2012-12-26 09:16:32 PM
www.openlettersmonthly.com
"AAAAAAAAAAAARGH! Mutagenic carnobacteria!!!"
 
2012-12-27 12:12:54 AM
What's with microbes today?
 
2012-12-27 12:14:48 AM
Old and busted. Covered in the Martian Chronicles.
 
2012-12-27 12:25:24 AM
HG Wells did it.
 
2012-12-27 12:32:41 AM
oh good we can stop those motherfarkers before they lift off and land their damn saucers here
 
2012-12-27 12:59:34 AM
So. Wouldn't it be ironic if we designed organisms with the intent of putting them on mars so that it self terraforms and a billion years from now some martians debate if they came about by intelligent design or natural evolution?
 
2012-12-27 01:02:20 AM
Ok, I've never understood the fascination with life starting on mars as an answer for life on earth. Why is that a thing? If it could have started on Mars couldn't it have just as easily started right farki g here. And Without the inter solar travel! They say the chances of life evolving, sorry creationists, on a planet are something on the magnitude of a donkzillion to f-all, so why is thinking life started on Mars a better thought than it starting here? How did it start there then? And why not simultaneously on earth as well?
 
2012-12-27 01:33:46 AM
But can the blankets that carry them survive the trip?
 
2012-12-27 02:36:21 AM

mrlewish: So.
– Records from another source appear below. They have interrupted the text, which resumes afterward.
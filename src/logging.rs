//! Logger initialisation.
//!
//! Logs go through the `log` facade. The filter comes from `POMODORO_LOG`
//! when set, otherwise from the configured level.

use std::fs::OpenOptions;
use std::path::Path;

use env_logger::{Builder, Target};

use crate::error::PomodoroError;

/// Environment variable that overrides the configured log filter.
pub const LOG_ENV: &str = "POMODORO_LOG";

/// Where log records are written.
#[derive(Debug, Clone, Copy)]
pub enum LogTarget<'a> {
    /// Standard error, for one-shot commands.
    Stderr,
    /// Append to a file, for when the terminal is taken by the TUI.
    File(&'a Path),
}

/// Install the global logger.
///
/// Calling this more than once is harmless; later calls are ignored.
///
/// # Errors
///
/// Returns an error if the log file cannot be opened.
pub fn init(level: &str, target: LogTarget<'_>) -> Result<(), PomodoroError> {
    let filter = std::env::var(LOG_ENV).unwrap_or_else(|_| level.to_string());

    let mut builder = Builder::new();
    builder.parse_filters(&filter);

    match target {
        LogTarget::Stderr => {
            builder.target(Target::Stderr);
        }
        LogTarget::File(path) => {
            if let Some(parent) = path.parent() {
                std::fs::create_dir_all(parent)?;
            }
            let file = OpenOptions::new().create(true).append(true).open(path)?;
            builder.target(Target::Pipe(Box::new(file)));
        }
    }

    // A logger may already be installed (tests, repeated runs); keep it.
    let _ = builder.try_init();
    Ok(())
}

#[cfg(test)]
mod tests {
    use super::*;
    use tempfile::TempDir;

    #[test]
    fn test_init_file_target_creates_file() {
        let temp_dir = TempDir::new().unwrap();
        let log_file = temp_dir.path().join("logs").join("pomodoro.log");

        init("debug", LogTarget::File(&log_file)).unwrap();

        assert!(log_file.exists());
    }
}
Wouldn't it be ironic if we designed organisms with the intent of putting them on mars so that it self terraforms and a billion years from now some martians debate if they came about by intelligent design or natural evolution?


Particularly if life on Earth was initially seeded by ancient Martians.
 
2012-12-27 02:46:39 AM
Hate to be that guy, but the flu is a virus. I'd be seriously impressed if viruses could live on Mars.
 
2012-12-27 02:54:39 AM

spacemanjones: Ok, I've never understood the fascination with life starting on mars as an answer for life on earth. Why is that a thing? If it could have started on Mars couldn't it have just as easily started right farki g here. And Without the inter solar travel! They say the chances of life evolving, sorry creationists, on a planet are something on the magnitude of a donkzillion to f-all, so why is thinking life started on Mars a better thought than it starting here? How did it start there then? And why not simultaneously on earth as well?


I don't know that many people consider it a "better" thought, just a different possibility.

Also, we really have no godly idea what the chances of life evolving on a particular planet are. We have a sample size of basically one, which doesn't tell you much other than that it's (almost certainly) possible for life to evolve, but doesn't give you much in the way of odds to calculate.
 
2012-12-27 03:01:07 AM

spacemanjones: Ok, I've never understood the fascination with life starting on mars as an answer for life on earth


It's more the fascination with the idea that life is elsewhere. If life is spreading, there's hope. If life is confined to earth alone of the countless trillions of star systems, there's no hope.

We want to find evidence of other life because that means one day we can go elsewhere.
 
2012-12-27 04:29:26 AM

Abner Doon: Hate to be that guy, but the flu is a virus. I'd be seriously impressed if viruses could live on Mars anywhere.


FTFY. A protein capsule around genetic material isn't alive.
 
2012-12-27 04:38:31 AM
They may find bacteria on Mars, and that will be very exciting, but I'll bet they find fish-sized life on Europa.
 
2012-12-27 04:58:32 AM

qlenfg: Old and busted. Covered in the Martian Chronicles.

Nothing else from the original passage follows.